## Stored items

··········

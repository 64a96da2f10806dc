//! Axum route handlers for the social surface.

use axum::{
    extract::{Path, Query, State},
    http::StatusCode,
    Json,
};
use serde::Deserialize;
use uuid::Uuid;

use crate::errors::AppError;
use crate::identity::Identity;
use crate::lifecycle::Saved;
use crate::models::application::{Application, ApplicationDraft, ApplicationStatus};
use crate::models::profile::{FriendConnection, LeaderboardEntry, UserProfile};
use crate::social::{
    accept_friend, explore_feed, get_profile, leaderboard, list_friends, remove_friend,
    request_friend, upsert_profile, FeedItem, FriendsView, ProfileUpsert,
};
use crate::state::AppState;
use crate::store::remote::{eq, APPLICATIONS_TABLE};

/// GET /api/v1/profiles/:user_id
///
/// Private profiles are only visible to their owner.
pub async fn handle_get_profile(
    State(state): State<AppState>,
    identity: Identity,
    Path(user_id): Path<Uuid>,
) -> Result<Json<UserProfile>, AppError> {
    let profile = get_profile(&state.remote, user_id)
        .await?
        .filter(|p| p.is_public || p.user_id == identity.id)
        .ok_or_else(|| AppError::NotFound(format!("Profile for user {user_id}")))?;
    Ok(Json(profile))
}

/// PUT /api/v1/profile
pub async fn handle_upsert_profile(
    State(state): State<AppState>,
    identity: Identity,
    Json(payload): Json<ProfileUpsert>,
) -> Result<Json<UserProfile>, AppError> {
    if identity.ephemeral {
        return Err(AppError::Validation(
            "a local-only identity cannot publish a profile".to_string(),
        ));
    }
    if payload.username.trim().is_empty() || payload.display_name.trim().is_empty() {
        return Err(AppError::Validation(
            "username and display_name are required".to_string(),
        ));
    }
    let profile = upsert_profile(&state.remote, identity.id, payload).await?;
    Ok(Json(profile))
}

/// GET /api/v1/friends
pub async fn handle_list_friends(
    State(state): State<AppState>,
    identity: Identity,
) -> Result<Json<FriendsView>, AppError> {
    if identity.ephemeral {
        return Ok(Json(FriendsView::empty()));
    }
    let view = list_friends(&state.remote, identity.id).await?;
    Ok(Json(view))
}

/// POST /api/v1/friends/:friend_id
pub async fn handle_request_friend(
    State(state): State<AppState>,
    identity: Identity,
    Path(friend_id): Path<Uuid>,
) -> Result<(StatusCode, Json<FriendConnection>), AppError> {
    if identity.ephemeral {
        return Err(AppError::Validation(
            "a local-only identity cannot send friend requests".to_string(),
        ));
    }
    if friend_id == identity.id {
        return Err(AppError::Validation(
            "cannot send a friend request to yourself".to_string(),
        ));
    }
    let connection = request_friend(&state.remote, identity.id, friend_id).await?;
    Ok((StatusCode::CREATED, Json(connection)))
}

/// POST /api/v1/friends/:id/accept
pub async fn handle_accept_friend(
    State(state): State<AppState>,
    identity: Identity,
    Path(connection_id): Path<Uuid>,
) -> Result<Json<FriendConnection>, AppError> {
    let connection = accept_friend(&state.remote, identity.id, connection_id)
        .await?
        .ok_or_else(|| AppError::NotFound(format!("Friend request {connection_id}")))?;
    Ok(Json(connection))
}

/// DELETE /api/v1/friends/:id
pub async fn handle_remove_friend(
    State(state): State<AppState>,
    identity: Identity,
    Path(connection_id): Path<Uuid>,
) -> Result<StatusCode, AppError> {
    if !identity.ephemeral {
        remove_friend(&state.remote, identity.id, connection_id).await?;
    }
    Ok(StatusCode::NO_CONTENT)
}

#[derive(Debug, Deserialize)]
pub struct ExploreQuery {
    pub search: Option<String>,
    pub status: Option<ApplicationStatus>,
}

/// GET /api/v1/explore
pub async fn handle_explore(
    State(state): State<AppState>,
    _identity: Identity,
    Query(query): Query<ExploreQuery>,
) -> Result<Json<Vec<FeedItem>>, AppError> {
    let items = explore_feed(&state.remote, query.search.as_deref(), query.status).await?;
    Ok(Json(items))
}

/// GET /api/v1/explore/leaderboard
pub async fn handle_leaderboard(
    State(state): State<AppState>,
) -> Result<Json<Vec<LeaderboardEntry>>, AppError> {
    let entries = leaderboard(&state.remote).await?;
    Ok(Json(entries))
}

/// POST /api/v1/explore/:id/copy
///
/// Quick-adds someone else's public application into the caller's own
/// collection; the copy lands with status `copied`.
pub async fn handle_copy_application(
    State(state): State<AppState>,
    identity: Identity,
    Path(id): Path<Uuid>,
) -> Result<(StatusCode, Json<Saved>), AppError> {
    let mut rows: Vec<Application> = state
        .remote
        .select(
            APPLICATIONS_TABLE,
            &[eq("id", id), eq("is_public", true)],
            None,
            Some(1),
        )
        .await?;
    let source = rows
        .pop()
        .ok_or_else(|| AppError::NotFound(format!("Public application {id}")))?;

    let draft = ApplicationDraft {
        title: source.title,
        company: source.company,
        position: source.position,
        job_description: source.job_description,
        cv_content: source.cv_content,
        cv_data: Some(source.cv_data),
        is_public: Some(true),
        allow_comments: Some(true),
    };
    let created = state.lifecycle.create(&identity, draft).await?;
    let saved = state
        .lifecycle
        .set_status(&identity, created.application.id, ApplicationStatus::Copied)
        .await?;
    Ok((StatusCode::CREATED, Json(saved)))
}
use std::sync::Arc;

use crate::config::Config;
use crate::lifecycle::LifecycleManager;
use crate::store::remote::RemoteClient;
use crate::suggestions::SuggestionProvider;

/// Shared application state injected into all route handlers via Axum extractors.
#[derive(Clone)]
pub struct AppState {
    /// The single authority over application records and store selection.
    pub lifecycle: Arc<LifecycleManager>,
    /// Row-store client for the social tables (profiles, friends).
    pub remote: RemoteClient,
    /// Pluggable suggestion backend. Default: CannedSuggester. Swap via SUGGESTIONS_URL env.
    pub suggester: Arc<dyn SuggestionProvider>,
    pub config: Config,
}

··········

## Work order
Every entry must be repeated exactly; none may be skipped.

## Reply
repository 64a96da2f10806dc
//! Axum route handlers for the social surface.

use axum::{
    extract::{Path, Query, State},
    http::StatusCode,
    Json,
};
use serde::Deserialize;
use uuid::Uuid;

use crate::errors::AppError;
use crate::identity::Identity;
use crate::lifecycle::Saved;
use crate::models::application::{Application, ApplicationDraft, ApplicationStatus};
use crate::models::profile::{FriendConnection, LeaderboardEntry, UserProfile};
use crate::social::{
    accept_friend, explore_feed, get_profile, leaderboard, list_friends, remove_friend,
    request_friend, upsert_profile, FeedItem, FriendsView, ProfileUpsert,
};
use crate::state::AppState;
use crate::store::remote::{eq, APPLICATIONS_TABLE};

/// GET /api/v1/profiles/:user_id
///
/// Private profiles are only visible to their owner.
pub async fn handle_get_profile(
    State(state): State<AppState>,
    identity: Identity,
    Path(user_id): Path<Uuid>,
) -> Result<Json<UserProfile>, AppError> {
    let profile = get_profile(&state.remote, user_id)
        .await?
        .filter(|p| p.is_public || p.user_id == identity.id)
        .ok_or_else(|| AppError::NotFound(format!("Profile for user {user_id}")))?;
    Ok(Json(profile))
}

/// PUT /api/v1/profile
pub async fn handle_upsert_profile(
    State(state): State<AppState>,
    identity: Identity,
    Json(payload): Json<ProfileUpsert>,
) -> Result<Json<UserProfile>, AppError> {
    if identity.ephemeral {
        return Err(AppError::Validation(
            "a local-only identity cannot publish a profile".to_string(),
        ));
    }
    if payload.username.trim().is_empty() || payload.display_name.trim().is_empty() {
        return Err(AppError::Validation(
            "username and display_name are required".to_string(),
        ));
    }
    let profile = upsert_profile(&state.remote, identity.id, payload).await?;
    Ok(Json(profile))
}

/// GET /api/v1/friends
pub async fn handle_list_friends(
    State(state): State<AppState>,
    identity: Identity,
) -> Result<Json<FriendsView>, AppError> {
    if identity.ephemeral {
        return Ok(Json(FriendsView::empty()));
    }
    let view = list_friends(&state.remote, identity.id).await?;
    Ok(Json(view))
}

/// POST /api/v1/friends/:friend_id
pub async fn handle_request_friend(
    State(state): State<AppState>,
    identity: Identity,
    Path(friend_id): Path<Uuid>,
) -> Result<(StatusCode, Json<FriendConnection>), AppError> {
    if identity.ephemeral {
        return Err(AppError::Validation(
            "a local-only identity cannot send friend requests".to_string(),
        ));
    }
    if friend_id == identity.id {
        return Err(AppError::Validation(
            "cannot send a friend request to yourself".to_string(),
        ));
    }
    let connection = request_friend(&state.remote, identity.id, friend_id).await?;
    Ok((StatusCode::CREATED, Json(connection)))
}

/// POST /api/v1/friends/:id/accept
pub async fn handle_accept_friend(
    State(state): State<AppState>,
    identity: Identity,
    Path(connection_id): Path<Uuid>,
) -> Result<Json<FriendConnection>, AppError> {
    let connection = accept_friend(&state.remote, identity.id, connection_id)
        .await?
        .ok_or_else(|| AppError::NotFound(format!("Friend request {connection_id}")))?;
    Ok(Json(connection))
}

/// DELETE /api/v1/friends/:id
pub async fn handle_remove_friend(
    State(state): State<AppState>,
    identity: Identity,
    Path(connection_id): Path<Uuid>,
) -> Result<StatusCode, AppError> {
    if !identity.ephemeral {
        remove_friend(&state.remote, identity.id, connection_id).await?;
    }
    Ok(StatusCode::NO_CONTENT)
}

#[derive(Debug, Deserialize)]
pub struct ExploreQuery {
    pub search: Option<String>,
    pub status: Option<ApplicationStatus>,
}

/// GET /api/v1/explore
pub async fn handle_explore(
    State(state): State<AppState>,
    _identity: Identity,
    Query(query): Query<ExploreQuery>,
) -> Result<Json<Vec<FeedItem>>, AppError> {
    let items = explore_feed(&state.remote, query.search.as_deref(), query.status).await?;
    Ok(Json(items))
}

/// GET /api/v1/explore/leaderboard
pub async fn handle_leaderboard(
    State(state): State<AppState>,
) -> Result<Json<Vec<LeaderboardEntry>>, AppError> {
    let entries = leaderboard(&state.remote).await?;
    Ok(Json(entries))
}

/// POST /api/v1/explore/:id/copy
///
/// Quick-adds someone else's public application into the caller's own
/// collection; the copy lands with status `copied`.
pub async fn handle_copy_application(
    State(state): State<AppState>,
    identity: Identity,
    Path(id): Path<Uuid>,
) -> Result<(StatusCode, Json<Saved>), AppError> {
    let mut rows: Vec<Application> = state
        .remote
        .select(
            APPLICATIONS_TABLE,
            &[eq("id", id), eq("is_public", true)],
            None,
            Some(1),
        )
        .await?;
    let source = rows
        .pop()
        .ok_or_else(|| AppError::NotFound(format!("Public application {id}")))?;

    let draft = ApplicationDraft {
        title: source.title,
        company: source.company,
        position: source.position,
        job_description: source.job_description,
        cv_content: source.cv_content,
        cv_data: Some(source.cv_data),
        is_public: Some(true),
        allow_comments: Some(true),
    };
    let created = state.lifecycle.create(&identity, draft).await?;
    let saved = state
        .lifecycle
        .set_status(&identity, created.application.id, ApplicationStatus::Copied)
        .await?;
    Ok((StatusCode::CREATED, Json(saved)))
}
use std::sync::Arc;

use crate::config::Config;
use crate::lifecycle::LifecycleManager;
use crate::store::remote::RemoteClient;
use crate::suggestions::SuggestionProvider;

/// Shared application state injected into all route handlers via Axum extractors.
#[derive(Clone)]
pub struct AppState {
    /// The single authority over application records and store selection.
    pub lifecycle: Arc<LifecycleManager>,
    /// Row-store client for the social tables (profiles, friends).
    pub remote: RemoteClient,
    /// Pluggable suggestion backend. Default: CannedSuggester. Swap via SUGGESTIONS_URL env.
    pub suggester: Arc<dyn SuggestionProvider>,
    pub config: Config,
}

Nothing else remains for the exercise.